期末試験の結果~佐久間視点~
軌道衛星基地日本支部、日本支部長執務室。
「……………………そうか、達成したのか」
佐久間は長い沈黙を得て、それだけ呟いた。
現在、高城教官と訓練学校の学長から映像通信で『星崎佳永依の期末試験の結果』の報告を受けている。
佐久間も、まさか本当に、達成するとは思わなかった。
……だって平均九十五点だよ? ほぼ一・二問しか間違えられない状況だと言うのに、星崎佳永依は見事にやってのけた。一体どんな神経をしてんの? しかも、英語に至っては最上級生向けのものだったのに満点を取っていた。何で満点取れんの?

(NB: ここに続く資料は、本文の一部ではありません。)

use super::{apply_common_options, set_dont_fragment, DataSocket, Listener, StreamContext, Transport};
use crate::config::{Protocol, Settings, MAX_UDP_BLOCK_SIZE};
use crate::error::{Error, Result};
use crate::stream::StreamShared;
use crate::test::TestShared;
use crate::udp_packet::{
    epoch_secs, header_len, is_handshake_datagram, parse_header, write_header, UDP_CONNECT_MSG,
    UDP_CONNECT_REPLY,
};
use log::debug;
use socket2::{Domain, SockAddr, SockRef, Socket, Type};
use std::net::{IpAddr, Ipv4Addr, Ipv6Addr, SocketAddr};
use std::sync::Arc;
use std::time::SystemTime;
use tokio::net::{TcpListener, UdpSocket};

/// Data streams over UDP.
///
/// The server listens on the control port number. Each connect datagram
/// turns the listening socket into that stream's connected socket, and a
/// fresh listener is bound in its place.
#[derive(Debug, Clone, Copy, Default, PartialEq, Eq)]
pub struct UdpTransport;

impl Transport for UdpTransport {
    fn protocol(&self) -> Protocol {
        Protocol::Udp
    }

    fn init(&self, settings: &Settings) -> Result<()> {
        let min = header_len(settings.udp_counters_64bit);
        if settings.block_size < min || settings.block_size > MAX_UDP_BLOCK_SIZE {
            return Err(Error::Config(format!(
                "UDP block size must be between {} and {} bytes",
                min, MAX_UDP_BLOCK_SIZE
            )));
        }
        Ok(())
    }

    async fn listen(&self, control: &Arc<TcpListener>, ctx: StreamContext<'_>) -> Result<Listener> {
        let addr = control.local_addr()?;
        Ok(Listener::Udp(bind_udp(addr, ctx.settings)?))
    }

    async fn accept(&self, listener: &mut Listener, ctx: StreamContext<'_>) -> Result<DataSocket> {
        let Listener::Udp(socket) = listener else {
            return Err(Error::Protocol("UDP accept on a TCP listener".to_string()));
        };

        let mut buf = [0u8; 64];
        let peer = loop {
            let (n, peer) = socket.recv_from(&mut buf).await?;
            if n == 4 && buf[..4] == UDP_CONNECT_MSG.to_be_bytes() {
                break peer;
            }
            debug!("Ignoring {} byte datagram from {} on the UDP listener", n, peer);
        };

        let local = socket.local_addr()?;
        let fresh = bind_udp(local, ctx.settings)?;
        let connected = std::mem::replace(socket, fresh);
        connected.connect(peer).await?;
        connected.send(&UDP_CONNECT_REPLY.to_be_bytes()).await?;
        debug!("Accepted UDP stream from {}", peer);
        Ok(DataSocket::Udp(connected))
    }

    async fn connect(
        &self,
        remote: SocketAddr,
        local: Option<SocketAddr>,
        ctx: StreamContext<'_>,
    ) -> Result<DataSocket> {
        let settings = ctx.settings;
        let local = local.unwrap_or_else(|| unspecified_for(remote));
        let socket = bind_udp(local, settings)?;
        socket.connect(remote).await?;

        let attempts = settings.udp_connect_retries + 1;
        let mut buf = [0u8; 64];
        for attempt in 1..=attempts {
            socket
                .send(&UDP_CONNECT_MSG.to_be_bytes())
                .await
                .map_err(|e| Error::Connection(format!("UDP connect to {}: {}", remote, e)))?;
            match tokio::time::timeout(settings.udp_connect_timeout, socket.recv(&mut buf)).await {
                Ok(Ok(4)) if buf[..4] == UDP_CONNECT_REPLY.to_be_bytes() => {
                    debug!("UDP stream connected to {} after {} attempt(s)", remote, attempt);
                    return Ok(DataSocket::Udp(socket));
                }
                Ok(Ok(n)) => debug!("Unexpected {} byte datagram during UDP connect", n),
                Ok(Err(e)) => debug!("UDP connect attempt {} to {} failed: {}", attempt, remote, e),
                Err(_) => debug!("UDP connect attempt {} to {} timed out", attempt, remote),
            }
        }
        Err(Error::Connection(format!(
            "no UDP connect reply from {} after {} attempts",
            remote, attempts
        )))
    }

    async fn send(
        &self,
        socket: &mut DataSocket,
        stream: &StreamShared,
        test: &TestShared,
        buf: &mut [u8],
    ) -> Result<usize> {
        let DataSocket::Udp(socket) = socket else {
            return Err(Error::Protocol("UDP send on a TCP socket".to_string()));
        };
        let sequence = stream.next_sequence();
        write_header(buf, sequence, SystemTime::now(), test.settings().udp_counters_64bit);
        let n = socket
            .send(buf)
            .await
            .map_err(|e| Error::stream(stream.id, e))?;
        if test.is_counting() {
            stream.counters.add_sent(n as u64);
            test.record_sent(n as u64);
        }
        Ok(n)
    }

    async fn recv(
        &self,
        socket: &mut DataSocket,
        stream: &StreamShared,
        test: &TestShared,
        buf: &mut [u8],
    ) -> Result<usize> {
        let DataSocket::Udp(socket) = socket else {
            return Err(Error::Protocol("UDP receive on a TCP socket".to_string()));
        };
        let n = socket
            .recv(buf)
            .await
            .map_err(|e| Error::stream(stream.id, e))?;
        let packet = &buf[..n];
        if is_handshake_datagram(packet) {
            return Ok(0);
        }
        if test.is_counting() {
            stream.counters.add_received(n as u64);
            test.record_received(n as u64);
            if let Some(header) = parse_header(packet, test.settings().udp_counters_64bit) {
                let transit = epoch_secs(SystemTime::now()) - header.sent_secs();
                stream.udp.lock().on_packet(header.sequence, transit);
            }
        }
        Ok(n)
    }
}

fn unspecified_for(remote: SocketAddr) -> SocketAddr {
    let ip = if remote.is_ipv4() {
        IpAddr::V4(Ipv4Addr::UNSPECIFIED)
    } else {
        IpAddr::V6(Ipv6Addr::UNSPECIFIED)
    };
    SocketAddr::new(ip, 0)
}

/// Binds a non-blocking UDP socket that can share its port with other
/// stream sockets.
fn bind_udp(addr: SocketAddr, settings: &Settings) -> Result<UdpSocket> {
    let socket = Socket::new(Domain::for_address(addr), Type::DGRAM, Some(socket2::Protocol::UDP))?;
    socket.set_reuse_address(true)?;
    #[cfg(unix)]
    socket.set_reuse_port(true)?;
    {
        let sock = SockRef::from(&socket);
        apply_common_options(&sock, settings, addr.is_ipv6())?;
        if settings.dont_fragment && addr.is_ipv4() {
            set_dont_fragment(&sock)?;
        }
    }
    socket.bind(&SockAddr::from(addr))?;
    socket.set_nonblocking(true)?;
    let std_socket: std::net::UdpSocket = socket.into();
    Ok(UdpSocket::from_std(std_socket)?)
}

佐久間は乱れた口調で内心でぼやき、目頭を揉んでから言うべき事を言う。
「だが、言い出したのはこちらだ。こちらで勝手に決めて済まないが、星崎の今年の林間学校は免除とする」
『分かりました』
『星崎にもそのように伝えます』
「頼んだ」
その応答を最後に通信は切れた。
佐久間は椅子に深く座り直し、深く息を吐く。
一つの疑問が解消されたは良いが、元より存在した疑問が更に深くなった。
星崎は座学でも手を抜いていた。だが、手を抜く理由が分からない。
「松永大佐、どう思う?」
佐久間は室内にいた幹部の一人に声を掛けた。
「そうですね……」
佐久間から松永大佐と呼ばれた人物は、肩上で切り揃えられたおかっぱに近い髪型の黒髪を少しだけ揺らしてから返答した。髪を揺らした際に耳に掛けられている脇の髪が、一房耳から外れて宙を泳いだ。松永大佐は耳に掛け直してから口を開く。
「手抜きの常習犯。月面基地での情報を得た限りですが、あの言動と言い、随分と別の方向に愉快な子ですね」
「別方向に愉快、か」
「はい」
佐久間の確認に、年齢どころか性別さえも、外見と声だけでは特定不可能な中性的な松永大佐の顔が微笑む。
「愉快そうな子が、あのガーベラと一緒に我が試験運用隊に来る。我が隊は益々、問題児の巣窟と化しそうですね」
「類は友を呼ぶ、と言う奴ではないか。元々そう言う場所だしね」
にべも無い佐久間の返答に、松永大佐は微笑を崩さない。
「支部長。一つお願いが有るのですが宜しいでしょうか?」
「……何だ?」
数秒間の空白を得て、佐久間は眇めそうになった目を一度閉じてから、松永大佐に問い掛ける。
「そこまで警戒しないで下さい。単に、前倒しで顔合わせを行いたいだけです」
「顔合わせ?」
「はい」
目を開いて驚く佐久間。対する松永大佐は微笑を崩さない。
「星崎佳永依を林間学校期間中に、事前の顔合わせとして軌道衛星基地に招きたい」
「林間学校免除の理由を別の場所への呼び出しにすり替え、星崎へ批難が集まらないようにする気か?」
「それも有ります」
「次の襲撃への警戒、にしては期間が短いな」
「期間が短いのは、今の内に我が隊のもの達と交流させようかと」
「交流云々以前に、入隊前にトラウマを植え付ける気か?」
「トラウマとは、何とも酷い言い草ですね」
「酷いも何も。……主にトラウマを与えるのは、松永大佐だろう」
「おや。そんな事は有りませんよ。私はただ『個人面談と言う名の、気が済むまで精神的に甚振るをしている』だけです」
「それがトラウマの元凶だと、一体何度言えば解るんだ。そもそもの話、試験運用隊の不文律を考えると交流も何も無いだろう……」
佐久間は嘘を吐くなと言わんばかりに、通信を終えた直後以上に深く息を吐いた。
「だが、言い分の一つだけは賛同出来る。十月にはアレも有るからな。今回は特別に許可は出す。出すが、連絡は松永大佐が入れるようにしてね」
「それだけで許可が下りるのでしたら、構いません」
「そうか。写真は見るか?」
「先入観を得てしまいそうなので不要です」
「さいか」
疲れ切り椅子に沈んだ佐久間に対して、松永大佐の微笑は欠片も崩れなかった。
その様子を見た室内にいたもの達は皆思った。
――流石、問題児達を矯正するドS。
口に出したら、松永大佐の個別面談で精神をバッキバッキに折られかねない。
故に、松永大佐に対しては、何かを思っても皆貝になる。口を閉ざすだけで火の粉が降りかからないのなら、皆喜んで口を閉ざすだろう。
ある意味勇気の有る面々だった。